Submitted to: International Journal of Poisonous Plant Research
Publication Type: Peer Reviewed Journal
Publication Acceptance Date: 4/29/2011
Publication Date: 11/15/2011
Publication URL: http://www.ars.usda.gov/is/np/PoisonousPlants/PoisonousPlantResearchJournalIntro.htm
Citation: Gardner, D.R., Riet-Correa, F. 2011. Analysis of the toxic amino acid indospicine by liquid chromatography-tandem mass spectrometry. International Journal of Poisonous Plant Research. 1(1):20-7. Interpretive Summary: Some Indigofera species contain a toxic non-protein amino acid known as indospicine and are toxic to livestock. There are also cases of secondary poisonings in dogs that consume the meat of animals that previously grazed indospicine-containing forage. In order to analyze for this toxic amino acid in plants an analytical method based on liquid chromatography-tandem mass spectrometry (LC-MS/MS) was developed. The toxin, indospicine, was extracted from the plant with an acid alcohol solution and then derivatized with a phenylisothiocyanate solution and then analyzed by LC-MS/MS. The method was applied to the analysis of several samples of Indigofera that were collected in Brazil and associated the poisoning of horses and causing a nervous disease. Secondly, plants of a different species of Indigofera from Africa and associated with floppy trunk syndrome in elephants were also analyzed. Indospicine was detected in all samples collected in Brazil. No indospicine was detected in samples collected from Africa.

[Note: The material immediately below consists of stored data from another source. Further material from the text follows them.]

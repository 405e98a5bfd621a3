//! Collective operations exercised end-to-end over real loopback
//! `Communicator`s: broadcast, barrier, gather, scatter, all_scatter, and
//! reduce/all_reduce (the canonical reduce-sum scenario).

use std::thread;

use graybat::collective;
use graybat::signaling::SignalingService;
use graybat::{Communicator, Configuration};

fn config_for(service_port: u16, name: &str, context_size: usize) -> Configuration {
    Configuration {
        data_port_base: 0,
        control_port_base: 0,
        port_search_window: 1,
        context_size,
        context_name: name.to_string(),
        signaling_uri: format!("127.0.0.1:{}", service_port),
        ..Configuration::default()
    }
}

fn connect_mesh(service_port: u16, name: &str, context_size: usize) -> Vec<Communicator> {
    let handles: Vec<_> = (0..context_size)
        .map(|_| {
            let config = config_for(service_port, name, context_size);
            thread::spawn(move || Communicator::connect(config).unwrap())
        })
        .collect();

    let mut peers: Vec<_> = handles.into_iter().map(|h| h.join().unwrap()).collect();
    peers.sort_by_key(|p| p.global_context().vaddr());
    peers
}

#[test]
fn reduce_sum_and_all_reduce() {
    let service = SignalingService::spawn(0).unwrap();
    let port = service.port();
    let peers = connect_mesh(port, "reduce-sum", 4);

    let sums: Vec<_> = thread::scope(|scope| {
        let handles: Vec<_> = peers
            .iter()
            .map(|peer| {
                let ctx = peer.global_context().clone();
                let value = (ctx.vaddr() + 1) as u64; // 1, 2, 3, 4
                scope.spawn(move || {
                    let reduced = collective::reduce(peer, &ctx, 0, 1, value, |a, b| a + b).unwrap();
                    let all = collective::all_reduce(peer, &ctx, 2, value, |a, b| a + b).unwrap();
                    (ctx.vaddr(), reduced, all)
                })
            })
            .collect();
        handles.into_iter().map(|h| h.join().unwrap()).collect()
    });

    for (vaddr, reduced, all) in &sums {
        assert_eq!(*all, 10, "all_reduce mismatch at vaddr {}", vaddr);
        if *vaddr == 0 {
            assert_eq!(*reduced, Some(10));
        } else {
            assert_eq!(*reduced, None);
        }
    }

    for peer in peers {
        peer.shutdown().unwrap();
    }
    service.shutdown();
}

#[test]
fn broadcast_and_barrier() {
    let service = SignalingService::spawn(0).unwrap();
    let port = service.port();
    let peers = connect_mesh(port, "broadcast", 3);

    let payloads: Vec<_> = thread::scope(|scope| {
        let handles: Vec<_> = peers
            .iter()
            .map(|peer| {
                let ctx = peer.global_context().clone();
                scope.spawn(move || {
                    let mut payload = if ctx.vaddr() == 0 { b"hello".to_vec() } else { Vec::new() };
                    collective::broadcast(peer, &ctx, 0, 0, &mut payload).unwrap();
                    collective::barrier(peer, &ctx, 1).unwrap();
                    payload
                })
            })
            .collect();
        handles.into_iter().map(|h| h.join().unwrap()).collect()
    });

    for payload in payloads {
        assert_eq!(payload, b"hello".to_vec());
    }

    for peer in peers {
        peer.shutdown().unwrap();
    }
    service.shutdown();
}

#[test]
fn gather_collects_in_vaddr_order() {
    let service = SignalingService::spawn(0).unwrap();
    let port = service.port();
    let peers = connect_mesh(port, "gather", 3);

    let results: Vec<_> = thread::scope(|scope| {
        let handles: Vec<_> = peers
            .iter()
            .map(|peer| {
                let ctx = peer.global_context().clone();
                scope.spawn(move || {
                    let send = vec![ctx.vaddr() as u8 * 10];
                    collective::gather(peer, &ctx, 0, 0, &send).unwrap()
                })
            })
            .collect();
        handles.into_iter().map(|h| h.join().unwrap()).collect()
    });

    assert_eq!(results[0], Some(vec![0, 10, 20]));
    assert!(results[1].is_none());
    assert!(results[2].is_none());

    for peer in peers {
        peer.shutdown().unwrap();
    }
    service.shutdown();
}

#[test]
fn scatter_splits_the_root_buffer() {
    let service = SignalingService::spawn(0).unwrap();
    let port = service.port();
    let peers = connect_mesh(port, "scatter", 3);
    let chunk_len = 1;

    let results: Vec<_> = thread::scope(|scope| {
        let handles: Vec<_> = peers
            .iter()
            .map(|peer| {
                let ctx = peer.global_context().clone();
                scope.spawn(move || {
                    let send_buf = if ctx.vaddr() == 0 { Some(vec![100u8, 101, 102]) } else { None };
                    collective::scatter(peer, &ctx, 0, 0, chunk_len, send_buf.as_deref()).unwrap()
                })
            })
            .collect();
        handles.into_iter().map(|h| h.join().unwrap()).collect()
    });

    assert_eq!(results, vec![vec![100], vec![101], vec![102]]);

    for peer in peers {
        peer.shutdown().unwrap();
    }
    service.shutdown();
}

#[test]
fn all_scatter_is_a_personalized_all_to_all() {
    let service = SignalingService::spawn(0).unwrap();
    let port = service.port();
    let peers = connect_mesh(port, "all-scatter", 3);
    let chunk_len = 1;

    let results: Vec<_> = thread::scope(|scope| {
        let handles: Vec<_> = peers
            .iter()
            .map(|peer| {
                let ctx = peer.global_context().clone();
                scope.spawn(move || {
                    // Chunk i of this peer's send buffer is destined for vaddr i:
                    // (own * 10 + dest).
                    let own = ctx.vaddr();
                    let send_buf: Vec<u8> = ctx.members().into_iter().map(|dest| (own * 10 + dest) as u8).collect();
                    collective::all_scatter(peer, &ctx, 0, chunk_len, &send_buf).unwrap()
                })
            })
            .collect();
        handles.into_iter().map(|h| h.join().unwrap()).collect()
    });

    for (dest, recv_buf) in results.iter().enumerate() {
        for src in 0..3u32 {
            assert_eq!(recv_buf[src as usize], (src * 10 + dest as u32) as u8);
        }
    }

    for peer in peers {
        peer.shutdown().unwrap();
    }
    service.shutdown();
}
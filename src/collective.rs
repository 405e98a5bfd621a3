//! Collective operations (C6), written generically against
//! `CommunicationPolicy` so they only depend on point-to-point send/recv/
//! probe.
//!
//! None of these build a spanning tree; every collective is a flat
//! root-centred fan-out/fan-in (or, for `all_scatter`, a full mesh). That
//! is the right trade for small contexts and matches the rest of the crate
//! favouring a plain, obviously-correct implementation over a
//! logarithmic-depth one. A caller picks the `tag` for each call, the same
//! way it would for a plain `send`/`recv`; a collective's internal phases
//! never collide with each other on tag because they differ in which
//! vaddr is the sender, but a concurrent plain send reusing the same tag in
//! the same context would.

use serde::de::DeserializeOwned;
use serde::Serialize;

use crate::communicator::Context;
use crate::error::GraybatError;
use crate::policy::CommunicationPolicy;

/// A member's position within `ctx`'s member list, used to index flat
/// per-member buffers. For the global context this is the vaddr itself; for
/// a split context (whose vaddrs are a non-contiguous whitelist, not
/// renumbered) it is the vaddr's rank in that whitelist.
fn position_of(ctx: &Context, vaddr: u32) -> usize {
    ctx.members()
        .iter()
        .position(|&v| v == vaddr)
        .expect("vaddr is not a member of this context")
}

/// Copies `payload` from `root` to every other member of `ctx`.
pub fn broadcast<P: CommunicationPolicy>(
    policy: &P,
    ctx: &Context,
    root: u32,
    tag: u32,
    payload: &mut Vec<u8>,
) -> Result<(), GraybatError> {
    if ctx.vaddr() == root {
        for dest in ctx.members() {
            if dest == root {
                continue;
            }
            policy.send(ctx, dest, tag, payload.clone())?;
        }
    } else {
        let status = policy.probe(ctx, root, tag)?;
        payload.resize(status.size, 0);
        policy.recv(ctx, root, tag, payload)?;
    }
    Ok(())
}

/// Blocks every member until all members have entered. Always rendezvouses
/// through vaddr 0.
pub fn barrier<P: CommunicationPolicy>(policy: &P, ctx: &Context, tag: u32) -> Result<(), GraybatError> {
    const ROOT: u32 = 0;
    if ctx.vaddr() == ROOT {
        for src in ctx.members() {
            if src == ROOT {
                continue;
            }
            policy.recv(ctx, src, tag, &mut [])?;
        }
        for dest in ctx.members() {
            if dest == ROOT {
                continue;
            }
            policy.send(ctx, dest, tag, Vec::new())?;
        }
    } else {
        policy.send(ctx, ROOT, tag, Vec::new())?;
        policy.recv(ctx, ROOT, tag, &mut [])?;
    }
    Ok(())
}

/// Collects one fixed-size chunk (`send.len()` bytes, the same on every
/// member) from every member into `root`'s buffer, ordered by vaddr.
/// Returns `None` on non-root members.
pub fn gather<P: CommunicationPolicy>(
    policy: &P,
    ctx: &Context,
    root: u32,
    tag: u32,
    send: &[u8],
) -> Result<Option<Vec<u8>>, GraybatError> {
    if ctx.vaddr() == root {
        let elem_len = send.len();
        let mut buf = vec![0u8; elem_len * ctx.size()];
        let root_pos = position_of(ctx, root);
        buf[root_pos * elem_len..(root_pos + 1) * elem_len].copy_from_slice(send);
        for src in ctx.members() {
            if src == root {
                continue;
            }
            let pos = position_of(ctx, src);
            let slot = &mut buf[pos * elem_len..(pos + 1) * elem_len];
            policy.recv(ctx, src, tag, slot)?;
        }
        Ok(Some(buf))
    } else {
        policy.send(ctx, root, tag, send.to_vec())?;
        Ok(None)
    }
}

/// Like `gather`, but members may each send a different-sized chunk; the
/// size is learned with `probe` before each receive.
pub fn gather_var<P: CommunicationPolicy>(
    policy: &P,
    ctx: &Context,
    root: u32,
    tag: u32,
    send: &[u8],
) -> Result<Option<Vec<Vec<u8>>>, GraybatError> {
    if ctx.vaddr() == root {
        let mut out = vec![Vec::new(); ctx.size()];
        out[position_of(ctx, root)] = send.to_vec();
        for src in ctx.members() {
            if src == root {
                continue;
            }
            let status = policy.probe(ctx, src, tag)?;
            let mut buf = vec![0u8; status.size];
            policy.recv(ctx, src, tag, &mut buf)?;
            out[position_of(ctx, src)] = buf;
        }
        Ok(Some(out))
    } else {
        policy.send(ctx, root, tag, send.to_vec())?;
        Ok(None)
    }
}

/// `gather` followed by a broadcast of the assembled buffer, so every
/// member ends up with the same copy.
pub fn all_gather<P: CommunicationPolicy>(
    policy: &P,
    ctx: &Context,
    tag: u32,
    send: &[u8],
) -> Result<Vec<u8>, GraybatError> {
    const ROOT: u32 = 0;
    let gathered = gather(policy, ctx, ROOT, tag, send)?;
    let mut buf = gathered.unwrap_or_else(|| vec![0u8; send.len() * ctx.size()]);
    broadcast(policy, ctx, ROOT, tag, &mut buf)?;
    Ok(buf)
}

/// `gather_var` followed by a broadcast of the assembled (bincode-encoded)
/// chunk list.
pub fn all_gather_var<P: CommunicationPolicy>(
    policy: &P,
    ctx: &Context,
    tag: u32,
    send: &[u8],
) -> Result<Vec<Vec<u8>>, GraybatError> {
    const ROOT: u32 = 0;
    let gathered = gather_var(policy, ctx, ROOT, tag, send)?;
    let mut encoded = match gathered {
        Some(chunks) => bincode::serialize(&chunks).expect("ERROR: Couldn't serialize gathered chunks"),
        None => Vec::new(),
    };
    broadcast(policy, ctx, ROOT, tag, &mut encoded)?;
    bincode::deserialize(&encoded).map_err(|_| GraybatError::MalformedMessage(encoded.len()))
}

/// Splits `send_buf` (valid only at `root`, `ctx.size()` chunks of
/// `chunk_len` bytes each) and sends each member its chunk.
pub fn scatter<P: CommunicationPolicy>(
    policy: &P,
    ctx: &Context,
    root: u32,
    tag: u32,
    chunk_len: usize,
    send_buf: Option<&[u8]>,
) -> Result<Vec<u8>, GraybatError> {
    if ctx.vaddr() == root {
        let send_buf = send_buf.expect("root must provide the buffer to scatter");
        for dest in ctx.members() {
            if dest == root {
                continue;
            }
            let pos = position_of(ctx, dest);
            let chunk = &send_buf[pos * chunk_len..(pos + 1) * chunk_len];
            policy.send(ctx, dest, tag, chunk.to_vec())?;
        }
        let root_pos = position_of(ctx, root);
        Ok(send_buf[root_pos * chunk_len..(root_pos + 1) * chunk_len].to_vec())
    } else {
        let mut buf = vec![0u8; chunk_len];
        policy.recv(ctx, root, tag, &mut buf)?;
        Ok(buf)
    }
}

/// Personalized all-to-all: `send_buf` holds `ctx.size()` chunks of
/// `chunk_len` bytes, one per destination (including self); the result
/// holds one chunk from every source, in source order.
pub fn all_scatter<P: CommunicationPolicy>(
    policy: &P,
    ctx: &Context,
    tag: u32,
    chunk_len: usize,
    send_buf: &[u8],
) -> Result<Vec<u8>, GraybatError> {
    let own = ctx.vaddr();
    for dest in ctx.members() {
        if dest == own {
            continue;
        }
        let pos = position_of(ctx, dest);
        let chunk = &send_buf[pos * chunk_len..(pos + 1) * chunk_len];
        policy.send(ctx, dest, tag, chunk.to_vec())?;
    }

    let mut recv_buf = vec![0u8; chunk_len * ctx.size()];
    let own_pos = position_of(ctx, own);
    recv_buf[own_pos * chunk_len..(own_pos + 1) * chunk_len]
        .copy_from_slice(&send_buf[own_pos * chunk_len..(own_pos + 1) * chunk_len]);

    for src in ctx.members() {
        if src == own {
            continue;
        }
        let pos = position_of(ctx, src);
        let slot = &mut recv_buf[pos * chunk_len..(pos + 1) * chunk_len];
        policy.recv(ctx, src, tag, slot)?;
    }
    Ok(recv_buf)
}

/// Folds `value` from every member into `root` with `op`. `op` must be
/// associative and commutative: nothing guarantees non-root contributions
/// are combined in send order, only in ascending-vaddr receive order.
pub fn reduce<P, T, F>(
    policy: &P,
    ctx: &Context,
    root: u32,
    tag: u32,
    value: T,
    op: F,
) -> Result<Option<T>, GraybatError>
where
    P: CommunicationPolicy,
    T: Serialize + DeserializeOwned,
    F: Fn(T, T) -> T,
{
    if ctx.vaddr() == root {
        let mut acc = value;
        for src in ctx.members() {
            if src == root {
                continue;
            }
            let status = policy.probe(ctx, src, tag)?;
            let mut buf = vec![0u8; status.size];
            policy.recv(ctx, src, tag, &mut buf)?;
            let other: T =
                bincode::deserialize(&buf).map_err(|_| GraybatError::MalformedMessage(buf.len()))?;
            acc = op(acc, other);
        }
        Ok(Some(acc))
    } else {
        let encoded = bincode::serialize(&value).expect("ERROR: Couldn't serialize reduce operand");
        policy.send(ctx, root, tag, encoded)?;
        Ok(None)
    }
}

/// `reduce` followed by a broadcast of the folded value.
pub fn all_reduce<P, T, F>(policy: &P, ctx: &Context, tag: u32, value: T, op: F) -> Result<T, GraybatError>
where
    P: CommunicationPolicy,
    T: Serialize + DeserializeOwned,
    F: Fn(T, T) -> T,
{
    const ROOT: u32 = 0;
    let reduced = reduce(policy, ctx, ROOT, tag, value, op)?;
    let mut encoded = match reduced {
        Some(v) => bincode::serialize(&v).expect("ERROR: Couldn't serialize reduced value"),
        None => Vec::new(),
    };
    broadcast(policy, ctx, ROOT, tag, &mut encoded)?;
    bincode::deserialize(&encoded).map_err(|_| GraybatError::MalformedMessage(encoded.len()))
}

Technical Abstract: Some Indigofera species contain a toxic non-protein amino acid known as indospicine. Indospicine-containing plants are toxic to livestock and cases of secondary poisoning have been documented in dogs that consume the meat of animals that previously grazed indospicine-containing forage. For the analysis of indospicine in the plant material a method based on liquid chromatography-tandem mass spectrometry (LC-MS/MS) of the phenylisothiocyanate derivative of indospicine was developed. Indospicine was extracted from the plant with ethanol/0.01N HCl (70:30). The sample was then derivatized with a phenylisothiocyanate solution and then analyzed by LC-MS/MS. The calibration was linear over the range of 1.0 – 25 µg/mL, recovery was 86% and the intra-day precision was 4.7% (RSD). Indospicine was confirmed in samples of I. lespedezioides collected in Brazil with a concentration range of 60 – 1400 ug/g (dry weight basis). No indospicine was detected in samples of I. praticola and I. tinctoria from Zimbabwe, Africa.